Search code examples
pythoncounter

Counter of lists of lists


I have a big dictionary coming from a simulation loop that looks something like this:

my_dict = {
    'a': {
        1: [[1,2,3], [1,2,3], [1,2,3], [1,3,5]],
        2: [[2,44,57,18], [2,44,57,18], [2,44,57,23], [2,44,57,23]]},
    'b': {
        3: [[3,67,50], [3,67,50], [3,36]],
        4: [[4,12,34], [4,12]]}}

The structure is itself odd but I couldn't figure any other way to store it in my loop. My final goal is to obtain the proportion of lists that are the same for every letter key (a,b) for every element. That is, I want this (in any format, not necessary dictionary):

table of desired outputs

Importantly, I don't care about comparisons within list elements. I need to compare whether the full list appears multiple times. Within each least there are not repeated elements.

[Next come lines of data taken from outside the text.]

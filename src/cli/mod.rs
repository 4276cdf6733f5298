/*!
# CLI module
Contains the command-line definition and settings validation.
*/
/// Shared version strings and filename checks
pub mod core;
/// The binning run settings and their validation pass
pub mod run;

Counter does not operate at the list level and, if I transform lists to strings, I can't back up them later (i.e. "123" --> [1,2,3] or [1,23]).

I also tried moving to a pandas dataframe and exploding the columns but then count() does not work either...

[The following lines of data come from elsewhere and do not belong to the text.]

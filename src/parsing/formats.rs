
use indexmap::IndexMap;
use strum_macros::{Display, EnumIter, EnumString};

/// Raw field-name to field-value mapping, either INFO-level or per-sample FORMAT-level.
/// Values stay untouched strings so caller-specific encodings (e.g. `FREQ=53.1%`) survive.
pub type FieldMap = IndexMap<String, String>;

/// Per-sample mapping: sample name to its FORMAT field values.
pub type SampleMap = IndexMap<String, FieldMap>;

/// The reconciled `(depth, fraction)` pair a parser produces for one sample.
/// Both sides are independently optional; absence is routine, not an error.
#[derive(Clone, Copy, Debug, Default, PartialEq)]
pub struct SampleDepths {
    /// Total read depth (DP), if supplied or derivable
    pub depth: Option<u64>,
    /// Alternate allele fraction in [0, 1], if determinable
    pub fraction: Option<f64>
}

impl SampleDepths {
    /// Constructor
    pub fn new(depth: Option<u64>, fraction: Option<f64>) -> Self {
        Self {
            depth, fraction
        }
    }
}

/// Errors from the per-format numeric reconciliation rules.
/// These are structural: a record that trips one aborts the current file.
#[derive(thiserror::Error, Debug)]
pub enum FormatError {
    #[error("{field} value {value:?} is not numeric")]
    InvalidNumber { field: &'static str, value: String },
    #[error("{field} value {value:?} does not have enough comma-separated entries")]
    TruncatedList { field: &'static str, value: String },
    #[error("zero total depth in {field} makes the allele fraction undefined")]
    DegenerateDepth { field: &'static str }
}

/// The closed enumeration of supported caller formats. Dispatch is a pure lookup on this tag;
/// adding a caller means adding a variant and its parse function, never touching existing ones.
#[derive(Clone, Copy, Debug, Display, EnumIter, EnumString, Eq, PartialEq)]
pub enum CallerFormat {
    /// Illumina MiSeq amplicon-panel VCFs (VF/DP with AD fallback)
    MiSeq,
    /// Ion Torrent semiconductor-sequencer VCFs (AO/RO/DP)
    IonTorrent,
    /// MuTect tabular `.out` call files (tumor_f + t_ref_count/t_alt_count)
    MuTectOut,
    /// MuTect VCF output (DP/FA per sample)
    MuTectVcf,
    /// GATK SomaticIndelDetector VCFs; deprecated upstream but still accepted
    SomaticIndelDetector,
    /// samtools/bcftools pileup VCFs (DP4 with plain DP fallback)
    Samtools,
    /// VarScan VCFs (DP + percentage-string FREQ)
    VarScan,
    /// GATK HaplotypeCaller VCFs (DP/AD with the called-but-uncovered zero case)
    HaplotypeCaller,
    /// freeBayes VCFs (DP/RO/AO)
    FreeBayes,
    /// Generic GATK-style VCFs (DP/VF with AD-derived fallback)
    GenericGatk,
    /// INFO-level aggregate extraction (VAF/VF/AF + DP/ADP) attached to every sample
    InfoColumn
}

impl CallerFormat {
    /// Produces the reconciled `(depth, fraction)` pair for every sample in the record.
    /// Samples whose format-specific fields are absent still appear in the output with `None`
    /// values; only structurally broken numeric fields raise an error. `MuTectVcf` drops the
    /// placeholder columns of empty samples entirely.
    /// # Arguments
    /// * `info` - the record's INFO field mapping
    /// * `samples` - per-sample FORMAT field mappings
    /// # Errors
    /// * if a present field is non-numeric or truncated
    /// * if a derivation hits an undefined zero-depth division (except the HaplotypeCaller case)
    pub fn parse_samples(&self, info: &FieldMap, samples: &SampleMap) -> Result<IndexMap<String, SampleDepths>, FormatError> {
        let mut out: IndexMap<String, SampleDepths> = Default::default();
        for (sample, values) in samples.iter() {
            let depths = match self {
                CallerFormat::MiSeq => parse_miseq(values)?,
                CallerFormat::IonTorrent => parse_ion_torrent(values)?,
                CallerFormat::MuTectOut => {
                    // tabular files never reach the sample dispatch; treat as an aggregate no-op
                    SampleDepths::default()
                },
                CallerFormat::MuTectVcf => {
                    match parse_mutect_vcf(sample, values)? {
                        Some(sd) => sd,
                        None => continue // empty placeholder column, drop the sample
                    }
                },
                CallerFormat::SomaticIndelDetector => parse_somatic_indel_detector(values)?,
                CallerFormat::Samtools => parse_samtools(values)?,
                CallerFormat::VarScan => parse_varscan(values)?,
                CallerFormat::HaplotypeCaller => parse_haplotype_caller(values)?,
                CallerFormat::FreeBayes => parse_freebayes(values)?,
                CallerFormat::GenericGatk => parse_generic_gatk(values)?,
                CallerFormat::InfoColumn => parse_info_column(info)?
            };
            out.insert(sample.clone(), depths);
        }
        Ok(out)
    }

    /// True for formats that are tabular call files rather than VCF-shaped input.
    pub fn is_tabular(&self) -> bool {
        matches!(self, CallerFormat::MuTectOut)
    }
}

/// Parses an integer field value.
fn parse_u64(field: &'static str, value: &str) -> Result<u64, FormatError> {
    value.trim().parse::<u64>()
        .map_err(|_| FormatError::InvalidNumber { field, value: value.to_string() })
}

/// Parses a float field value.
fn parse_f64(field: &'static str, value: &str) -> Result<f64, FormatError> {
    value.trim().parse::<f64>()
        .map_err(|_| FormatError::InvalidNumber { field, value: value.to_string() })
}

/// Parses a comma-separated list of integers (AD, AO, DP4 style fields).
fn parse_u64_list(field: &'static str, value: &str) -> Result<Vec<u64>, FormatError> {
    value.split(',')
        .map(|v| parse_u64(field, v))
        .collect()
}

/// Splits an `AD` style field into `(ref_depth, alt_depths)`.
fn split_allele_depths(field: &'static str, value: &str) -> Result<(u64, Vec<u64>), FormatError> {
    let counts = parse_u64_list(field, value)?;
    if counts.len() < 2 {
        return Err(FormatError::TruncatedList { field, value: value.to_string() });
    }
    Ok((counts[0], counts[1..].to_vec()))
}

/// MiSeq: primary `VF`/`DP`, with both derivable from `AD` when missing.
/// Depth derived through a known fraction is `round(alt/fraction)`, which reproduces the
/// INFO-level DP; otherwise it falls back to `ref+alt`, which may diverge from true DP when
/// multiple mutations share the position.
fn parse_miseq(values: &FieldMap) -> Result<SampleDepths, FormatError> {
    let mut fraction = values.get("VF")
        .map(|v| parse_f64("VF", v))
        .transpose()?;
    let mut depth = values.get("DP")
        .map(|v| parse_u64("DP", v))
        .transpose()?;

    if fraction.is_some() && depth.is_some() {
        return Ok(SampleDepths::new(depth, fraction));
    }

    if let Some(ad) = values.get("AD") {
        let (ref_depth, alt_depths) = split_allele_depths("AD", ad)?;
        let alt_depth = alt_depths[0];

        if fraction.is_none() {
            let total = ref_depth + alt_depth;
            if total == 0 {
                return Err(FormatError::DegenerateDepth { field: "AD" });
            }
            fraction = Some(alt_depth as f64 / total as f64);
        }

        if depth.is_none() {
            depth = Some(match fraction {
                Some(f) if f > 0.0 => (alt_depth as f64 / f).round() as u64,
                _ => ref_depth + alt_depth
            });
        }
    }

    Ok(SampleDepths::new(depth, fraction))
}

/// Ion Torrent: requires `AO` (summed when multi-valued), `RO`, and `DP`; no fallback.
fn parse_ion_torrent(values: &FieldMap) -> Result<SampleDepths, FormatError> {
    let (ao, ro, dp) = match (values.get("AO"), values.get("RO"), values.get("DP")) {
        (Some(ao), Some(ro), Some(dp)) => (ao, ro, dp),
        _ => return Ok(SampleDepths::default())
    };

    let alt_total: u64 = parse_u64_list("AO", ao)?.iter().sum();
    parse_u64("RO", ro)?; // validated but unused; the fraction is relative to DP
    let depth = parse_u64("DP", dp)?;
    if depth == 0 {
        return Err(FormatError::DegenerateDepth { field: "DP" });
    }

    Ok(SampleDepths::new(Some(depth), Some(alt_total as f64 / depth as f64)))
}

/// MuTect VCF: per-sample `DP`/`FA`. Returns None for the literal placeholder columns MuTect
/// writes for empty samples (`none` with `DP=0` and `BQ=.`), which must be dropped entirely.
fn parse_mutect_vcf(sample: &str, values: &FieldMap) -> Result<Option<SampleDepths>, FormatError> {
    if sample == "none"
        && values.get("DP").map(|v| v.as_str()) == Some("0")
        && values.get("BQ").map(|v| v.as_str()) == Some(".") {
        return Ok(None);
    }

    let depth = values.get("DP")
        .map(|v| parse_u64("DP", v))
        .transpose()?;
    let fraction = values.get("FA")
        .map(|v| parse_f64("FA", v))
        .transpose()?;
    Ok(Some(SampleDepths::new(depth, fraction)))
}

/// SomaticIndelDetector: `fraction = alt_depth / DP`. Deprecated upstream.
fn parse_somatic_indel_detector(values: &FieldMap) -> Result<SampleDepths, FormatError> {
    let depth = match values.get("DP") {
        Some(dp) => parse_u64("DP", dp)?,
        None => return Ok(SampleDepths::default())
    };

    let alt_depth = match values.get("AD") {
        Some(ad) => split_allele_depths("AD", ad)?.1[0],
        None => return Ok(SampleDepths::new(Some(depth), None))
    };

    if depth == 0 {
        return Err(FormatError::DegenerateDepth { field: "DP" });
    }
    Ok(SampleDepths::new(Some(depth), Some(alt_depth as f64 / depth as f64)))
}

/// samtools pileup: `DP4 = ref_fwd,ref_rev,alt_fwd,alt_rev`; depth is the DP4 sum and the
/// fraction is alt/depth. A plain `DP` field is the depth-only fallback when DP4 is absent.
fn parse_samtools(values: &FieldMap) -> Result<SampleDepths, FormatError> {
    if let Some(dp4) = values.get("DP4") {
        let counts = parse_u64_list("DP4", dp4)?;
        if counts.len() != 4 {
            return Err(FormatError::TruncatedList { field: "DP4", value: dp4.to_string() });
        }
        let ref_total = counts[0] + counts[1];
        let alt_total = counts[2] + counts[3];
        let depth = ref_total + alt_total;
        if depth == 0 {
            return Err(FormatError::DegenerateDepth { field: "DP4" });
        }
        return Ok(SampleDepths::new(Some(depth), Some(alt_total as f64 / depth as f64)));
    }

    let depth = values.get("DP")
        .map(|v| parse_u64("DP", v))
        .transpose()?;
    Ok(SampleDepths::new(depth, None))
}

/// VarScan: `FREQ` is a percentage string (e.g. `53.11%`), scaled down to [0, 1].
fn parse_varscan(values: &FieldMap) -> Result<SampleDepths, FormatError> {
    let depth = values.get("DP")
        .map(|v| parse_u64("DP", v))
        .transpose()?;
    let fraction = values.get("FREQ")
        .map(|v| parse_f64("FREQ", v.trim_matches('%')))
        .transpose()?
        .map(|percent| percent / 100.0);
    Ok(SampleDepths::new(depth, fraction))
}

/// HaplotypeCaller: `fraction = alt/(ref+alt)` from `AD`. A site with
/// `ref == alt == depth == 0` was called but not covered; it reconciles to `fraction = 0`
/// instead of an undefined division.
fn parse_haplotype_caller(values: &FieldMap) -> Result<SampleDepths, FormatError> {
    let depth = match values.get("DP") {
        Some(dp) => parse_u64("DP", dp)?,
        None => return Ok(SampleDepths::default())
    };

    let (ref_depth, alt_depths) = match values.get("AD") {
        Some(ad) => split_allele_depths("AD", ad)?,
        None => return Ok(SampleDepths::new(Some(depth), None))
    };
    let alt_depth = alt_depths[0];

    let total = ref_depth + alt_depth;
    let fraction = if total == 0 {
        if depth == 0 {
            // called, but not covered
            Some(0.0)
        } else {
            None
        }
    } else {
        Some(alt_depth as f64 / total as f64)
    };

    Ok(SampleDepths::new(Some(depth), fraction))
}

/// freeBayes: `fraction = sum(AO) / (sum(AO) + RO)`.
fn parse_freebayes(values: &FieldMap) -> Result<SampleDepths, FormatError> {
    let depth = match values.get("DP") {
        Some(dp) => parse_u64("DP", dp)?,
        None => return Ok(SampleDepths::default())
    };

    let (ro, ao) = match (values.get("RO"), values.get("AO")) {
        (Some(ro), Some(ao)) => (ro, ao),
        _ => return Ok(SampleDepths::new(Some(depth), None))
    };
    let ref_total = parse_u64("RO", ro)?;
    let alt_total: u64 = parse_u64_list("AO", ao)?.iter().sum();

    let total = ref_total + alt_total;
    if total == 0 {
        return Err(FormatError::DegenerateDepth { field: "AO" });
    }
    Ok(SampleDepths::new(Some(depth), Some(alt_total as f64 / total as f64)))
}

/// Generic GATK-style records: primary `DP`/`VF`; when either is missing, both are derived from
/// `AD` as `(ref, sum(alt_1..n))`. The ref+alt sum may legitimately be zero (no mutant
/// identified), in which case the derivation is skipped rather than dividing.
fn parse_generic_gatk(values: &FieldMap) -> Result<SampleDepths, FormatError> {
    let mut depth = values.get("DP")
        .map(|v| parse_u64("DP", v))
        .transpose()?;
    let mut fraction = values.get("VF")
        .map(|v| parse_f64("VF", v))
        .transpose()?;

    if depth.is_none() || fraction.is_none() {
        if let Some(ad) = values.get("AD") {
            let (ref_depth, alt_depths) = split_allele_depths("AD", ad)?;
            let alt_total: u64 = alt_depths.iter().sum();
            let total = ref_depth + alt_total;
            if depth.is_none() && total > 0 {
                depth = Some(total);
                // one fraction covering all alternate alleles at the site
                fraction = Some(alt_total as f64 / total as f64);
            }
        }
    }

    Ok(SampleDepths::new(depth, fraction))
}

/// INFO-level aggregate extraction: the summed `VAF`/`VF`/`AF` and the `DP`/`ADP` values are
/// attached identically to every sample in the record. Later keys in each list take precedence
/// when several are present.
fn parse_info_column(info: &FieldMap) -> Result<SampleDepths, FormatError> {
    let mut fraction = None;
    for key in ["VAF", "VF", "AF"] {
        if let Some(value) = info.get(key) {
            let parts: Vec<f64> = value.split(',')
                .map(|v| parse_f64("VAF/VF/AF", v))
                .collect::<Result<_, _>>()?;
            // sum across multi-allelic entries
            fraction = Some(parts.iter().sum());
        }
    }

    let mut depth = None;
    for key in ["DP", "ADP"] {
        if let Some(value) = info.get(key) {
            depth = Some(parse_u64("DP/ADP", value)?);
        }
    }

    Ok(SampleDepths::new(depth, fraction))
}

Also importantly, I do care about efficiency as there are on the order of 700k lists.


Solution

  • You can convert the lists into tuples before calling Counter:

    from collections import Counter
    
    summary = []
    for name1, sub_dict in my_dict.items():
        for ind, lists in sub_dict.items():
            C = Counter(map(tuple, lists))
            total = sum(C.values())
            for arr, freq in C.items():
                summary.append([name1, ind, list(arr), freq, total])
    
    for row in summary:
        print(row)
    
    ['a', 1, [1, 2, 3], 3, 4]
    ['a', 1, [1, 3, 5], 1, 4]
    ['a', 2, [2, 44, 57, 18], 2, 4]
    ['a', 2, [2, 44, 57, 23], 2, 4]
    ['b', 3, [3, 67, 50], 2, 3]
    ['b', 3, [3, 36], 1, 3]
    ['b', 4, [4, 12, 34], 1, 2]
    ['b', 4, [4, 12], 1, 2]